_Exercise description_:
An exact retyping of every record is required.
##### Exercise data
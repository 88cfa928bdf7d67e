#![deny(
    trivial_numeric_casts,
    missing_docs,
    unsafe_code,
    unstable_features,
    unused_import_braces,
    unused_qualifications,
    unused_extern_crates,
    unused_results
)]
#![warn(rust_2021_compatibility, unreachable_pub)]

//! The source side of the pipeline: raw records, idempotent ack handles,
//! and the `AsyncSource` trait implemented per deployment flavour.

pub mod signal;

use std::{
    fmt,
    sync::{
        atomic::{AtomicBool, AtomicU64, Ordering},
        Arc,
    },
};

use async_trait::async_trait;
use config::InputConfig;
// The crate carrying the pause gate shares its name with the sibling
// control-signal module, hence the leading `::`.
use ::signal::PauseGate;
use tokio::sync::mpsc::Sender;

use crate::signal::SignalReceiver;

/// List of errors that can occur with a source.
#[derive(thiserror::Error, Debug)]
#[non_exhaustive]
pub enum Error {
    /// The source flavour is not known to the factory.
    #[error("unknown source (source: {name})")]
    UnknownSource {
        /// The name of the source.
        name: String,
    },

    /// The source configuration is invalid.
    #[error("invalid configuration (reason: {message}, source: {name})")]
    InvalidConfig {
        /// The name of the source.
        name: String,
        /// The error message.
        message: String,
    },

    /// The upstream pull failed unrecoverably.
    #[error("source error (source: {name}, reason: {message})")]
    Pull {
        /// The name of the source.
        name: String,
        /// The error message.
        message: String,
    },

    /// The downstream channel rejected a record (the pipeline is shutting
    /// down).
    #[error("source channel closed (source: {name})")]
    ChannelClosed {
        /// The name of the source.
        name: String,
    },
}

/// The checkpoint side of one raw record, implemented by the source.
pub trait Acker: Send + Sync {
    /// Commits progress past the record this handle belongs to.
    fn ack(&self);
}

/// A per-record acknowledge handle. Idempotent: the underlying commit runs
/// at most once, however many times `ack` is called.
#[derive(Clone)]
pub struct AckHandle {
    acker: Arc<dyn Acker>,
    acked: Arc<AtomicBool>,
}

impl AckHandle {
    /// Wraps a source-provided acker.
    pub fn new(acker: Arc<dyn Acker>) -> Self {
        Self {
            acker,
            acked: Arc::new(AtomicBool::new(false)),
        }
    }

    /// Commits progress past this record. Fire-and-forget; calling it twice
    /// is equivalent to calling it once.
    pub fn ack(&self) {
        if !self.acked.swap(true, Ordering::AcqRel) {
            self.acker.ack();
        }
    }

    /// True once `ack` has been called.
    pub fn is_acked(&self) -> bool {
        self.acked.load(Ordering::Acquire)
    }
}

impl fmt::Debug for AckHandle {
    fn fmt(&self, f: &mut fmt::Formatter<'_>) -> fmt::Result {
        f.debug_struct("AckHandle").field("acked", &self.is_acked()).finish()
    }
}

/// One raw record: opaque payload bytes plus the handle that commits
/// progress past it.
#[derive(Debug, Clone)]
pub struct RawRecord {
    /// The opaque payload.
    pub payload: Vec<u8>,
    /// The acknowledge handle.
    pub ack: AckHandle,
}

/// Handler used by a source to feed records into the pipeline.
///
/// The handler owns the pause point (records yield while the pause signal
/// is asserted), the monotonic sequence stamp used by the ordered output
/// gate, and the bounded channel send that provides back-pressure.
#[derive(Clone)]
pub struct EffectHandler {
    source_name: String,
    sender: flume::Sender<(u64, RawRecord)>,
    gate: Arc<PauseGate>,
    sequence: Arc<AtomicU64>,
}

impl EffectHandler {
    /// Creates an effect handler over the raw-record channel.
    pub fn new(source_name: impl Into<String>, sender: flume::Sender<(u64, RawRecord)>, gate: Arc<PauseGate>) -> Self {
        Self {
            source_name: source_name.into(),
            sender,
            gate,
            sequence: Arc::new(AtomicU64::new(0)),
        }
    }

    /// Sends one raw record into the pipeline. Suspends while the pause
    /// signal is asserted or the channel is full.
    pub async fn send_record(&self, record: RawRecord) -> Result<(), Error> {
        self.gate.wait_if_paused().await;
        let sequence = self.sequence.fetch_add(1, Ordering::Relaxed);
        self.sender
            .send_async((sequence, record))
            .await
            .map_err(|_| Error::ChannelClosed {
                name: self.source_name.clone(),
            })
    }
}

/// The source trait, implemented per deployment flavour (Kinesis, PubSub,
/// in-memory test source, ...).
#[async_trait]
pub trait AsyncSource: Send {
    // Optional methods
    /// Method called before the source starts pulling.
    async fn init(&mut self) -> Result<(), Error> {
        Ok(())
    }
    /// Method called after the source has stopped pulling.
    async fn stop(&mut self) -> Result<(), Error> {
        Ok(())
    }

    // Mandatory methods
    /// Pulls records until the upstream cursor closes or a stop signal
    /// arrives. The implementation retries transient pull failures itself;
    /// an error return is unrecoverable and fatal to the pipeline.
    async fn run(&mut self, signal_receiver: SignalReceiver, effect_handler: EffectHandler) -> Result<(), Error>;
}

/// The source factory trait: builds the deployment's source from the typed
/// input configuration.
pub trait SourceFactory: Send + Sync {
    /// Creates a new source.
    fn create(&self, config: &InputConfig) -> Result<Box<dyn AsyncSource + Sync>, Error>;
}

/// Controller used by the runtime to stop a running source.
pub struct SourceController {
    source_name: String,
    sender: Sender<signal::Signal>,
}

impl SourceController {
    /// Creates a controller over the source control channel.
    pub fn new(source_name: impl Into<String>, sender: Sender<signal::Signal>) -> Self {
        Self {
            source_name: source_name.into(),
            sender,
        }
    }

    /// Requests the source to stop pulling.
    pub fn stop(&self) {
        tracing::info!(source = %self.source_name, "stopping source");
        if let Err(error) = self.sender.try_send(signal::Signal::Stop) {
            tracing::debug!(
                %error,
                source = %self.source_name,
                "stop signal not delivered (source already stopping)"
            );
        }
    }
}
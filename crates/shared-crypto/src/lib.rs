//! # Shared Crypto - Signing and Hashing Primitives
//!
//! ## Components
//!
//! | Module | Algorithm | Use Case |
//! |--------|-----------|----------|
//! | `hashing` | SHA3-256 | Transaction ids |
//! | `signatures` | Ed25519 | Transaction signatures |
//!
//! ## Security Properties
//!
//! - **Ed25519**: Deterministic nonces, no RNG dependency when signing
//! - **Secret hygiene**: decoded seed buffers are zeroized; `SigningKey` wipes
//!   itself on drop

#![warn(missing_docs)]
#![warn(clippy::all)]

pub mod errors;
pub mod hashing;
pub mod signatures;

// Re-exports
pub use errors::CryptoError;
pub use hashing::{sha3_256, Sha3Hasher};
pub use signatures::{verify_signature, Ed25519KeyPair};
##########
_Completed task_:
repository 88cfa928bdf7d67e
#![deny(
    trivial_numeric_casts,
    missing_docs,
    unsafe_code,
    unstable_features,
    unused_import_braces,
    unused_qualifications,
    unused_extern_crates,
    unused_results
)]
#![warn(rust_2021_compatibility, unreachable_pub)]

//! The source side of the pipeline: raw records, idempotent ack handles,
//! and the `AsyncSource` trait implemented per deployment flavour.

pub mod signal;

use std::{
    fmt,
    sync::{
        atomic::{AtomicBool, AtomicU64, Ordering},
        Arc,
    },
};

use async_trait::async_trait;
use config::InputConfig;
// The crate carrying the pause gate shares its name with the sibling
// control-signal module, hence the leading `::`.
use ::signal::PauseGate;
use tokio::sync::mpsc::Sender;

use crate::signal::SignalReceiver;

/// List of errors that can occur with a source.
#[derive(thiserror::Error, Debug)]
#[non_exhaustive]
pub enum Error {
    /// The source flavour is not known to the factory.
    #[error("unknown source (source: {name})")]
    UnknownSource {
        /// The name of the source.
        name: String,
    },

    /// The source configuration is invalid.
    #[error("invalid configuration (reason: {message}, source: {name})")]
    InvalidConfig {
        /// The name of the source.
        name: String,
        /// The error message.
        message: String,
    },

    /// The upstream pull failed unrecoverably.
    #[error("source error (source: {name}, reason: {message})")]
    Pull {
        /// The name of the source.
        name: String,
        /// The error message.
        message: String,
    },

    /// The downstream channel rejected a record (the pipeline is shutting
    /// down).
    #[error("source channel closed (source: {name})")]
    ChannelClosed {
        /// The name of the source.
        name: String,
    },
}

/// The checkpoint side of one raw record, implemented by the source.
pub trait Acker: Send + Sync {
    /// Commits progress past the record this handle belongs to.
    fn ack(&self);
}

/// A per-record acknowledge handle. Idempotent: the underlying commit runs
/// at most once, however many times `ack` is called.
#[derive(Clone)]
pub struct AckHandle {
    acker: Arc<dyn Acker>,
    acked: Arc<AtomicBool>,
}

impl AckHandle {
    /// Wraps a source-provided acker.
    pub fn new(acker: Arc<dyn Acker>) -> Self {
        Self {
            acker,
            acked: Arc::new(AtomicBool::new(false)),
        }
    }

    /// Commits progress past this record. Fire-and-forget; calling it twice
    /// is equivalent to calling it once.
    pub fn ack(&self) {
        if !self.acked.swap(true, Ordering::AcqRel) {
            self.acker.ack();
        }
    }

    /// True once `ack` has been called.
    pub fn is_acked(&self) -> bool {
        self.acked.load(Ordering::Acquire)
    }
}

impl fmt::Debug for AckHandle {
    fn fmt(&self, f: &mut fmt::Formatter<'_>) -> fmt::Result {
        f.debug_struct("AckHandle").field("acked", &self.is_acked()).finish()
    }
}

/// One raw record: opaque payload bytes plus the handle that commits
/// progress past it.
#[derive(Debug, Clone)]
pub struct RawRecord {
    /// The opaque payload.
    pub payload: Vec<u8>,
    /// The acknowledge handle.
    pub ack: AckHandle,
}

/// Handler used by a source to feed records into the pipeline.
///
/// The handler owns the pause point (records yield while the pause signal
/// is asserted), the monotonic sequence stamp used by the ordered output
/// gate, and the bounded channel send that provides back-pressure.
#[derive(Clone)]
pub struct EffectHandler {
    source_name: String,
    sender: flume::Sender<(u64, RawRecord)>,
    gate: Arc<PauseGate>,
    sequence: Arc<AtomicU64>,
}

impl EffectHandler {
    /// Creates an effect handler over the raw-record channel.
    pub fn new(source_name: impl Into<String>, sender: flume::Sender<(u64, RawRecord)>, gate: Arc<PauseGate>) -> Self {
        Self {
            source_name: source_name.into(),
            sender,
            gate,
            sequence: Arc::new(AtomicU64::new(0)),
        }
    }

    /// Sends one raw record into the pipeline. Suspends while the pause
    /// signal is asserted or the channel is full.
    pub async fn send_record(&self, record: RawRecord) -> Result<(), Error> {
        self.gate.wait_if_paused().await;
        let sequence = self.sequence.fetch_add(1, Ordering::Relaxed);
        self.sender
            .send_async((sequence, record))
            .await
            .map_err(|_| Error::ChannelClosed {
                name: self.source_name.clone(),
            })
    }
}

/// The source trait, implemented per deployment flavour (Kinesis, PubSub,
/// in-memory test source, ...).
#[async_trait]
pub trait AsyncSource: Send {
    // Optional methods
    /// Method called before the source starts pulling.
    async fn init(&mut self) -> Result<(), Error> {
        Ok(())
    }
    /// Method called after the source has stopped pulling.
    async fn stop(&mut self) -> Result<(), Error> {
        Ok(())
    }

    // Mandatory methods
    /// Pulls records until the upstream cursor closes or a stop signal
    /// arrives. The implementation retries transient pull failures itself;
    /// an error return is unrecoverable and fatal to the pipeline.
    async fn run(&mut self, signal_receiver: SignalReceiver, effect_handler: EffectHandler) -> Result<(), Error>;
}

/// The source factory trait: builds the deployment's source from the typed
/// input configuration.
pub trait SourceFactory: Send + Sync {
    /// Creates a new source.
    fn create(&self, config: &InputConfig) -> Result<Box<dyn AsyncSource + Sync>, Error>;
}

/// Controller used by the runtime to stop a running source.
pub struct SourceController {
    source_name: String,
    sender: Sender<signal::Signal>,
}

impl SourceController {
    /// Creates a controller over the source control channel.
    pub fn new(source_name: impl Into<String>, sender: Sender<signal::Signal>) -> Self {
        Self {
            source_name: source_name.into(),
            sender,
        }
    }

    /// Requests the source to stop pulling.
    pub fn stop(&self) {
        tracing::info!(source = %self.source_name, "stopping source");
        if let Err(error) = self.sender.try_send(signal::Signal::Stop) {
            tracing::debug!(
                %error,
                source = %self.source_name,
                "stop signal not delivered (source already stopping)"
            );
        }
    }
}
filename crates/shared-crypto/src/lib.rs
//! # Shared Crypto - Signing and Hashing Primitives
//!
//! ## Components
//!
//! | Module | Algorithm | Use Case |
//! |--------|-----------|----------|
//! | `hashing` | SHA3-256 | Transaction ids |
//! | `signatures` | Ed25519 | Transaction signatures |
//!
//! ## Security Properties
//!
//! - **Ed25519**: Deterministic nonces, no RNG dependency when signing
//! - **Secret hygiene**: decoded seed buffers are zeroized; `SigningKey` wipes
//!   itself on drop

#![warn(missing_docs)]
#![warn(clippy::all)]

pub mod errors;
pub mod hashing;
pub mod signatures;

// Re-exports
pub use errors::CryptoError;
pub use hashing::{sha3_256, Sha3Hasher};
pub use signatures::{verify_signature, Ed25519KeyPair};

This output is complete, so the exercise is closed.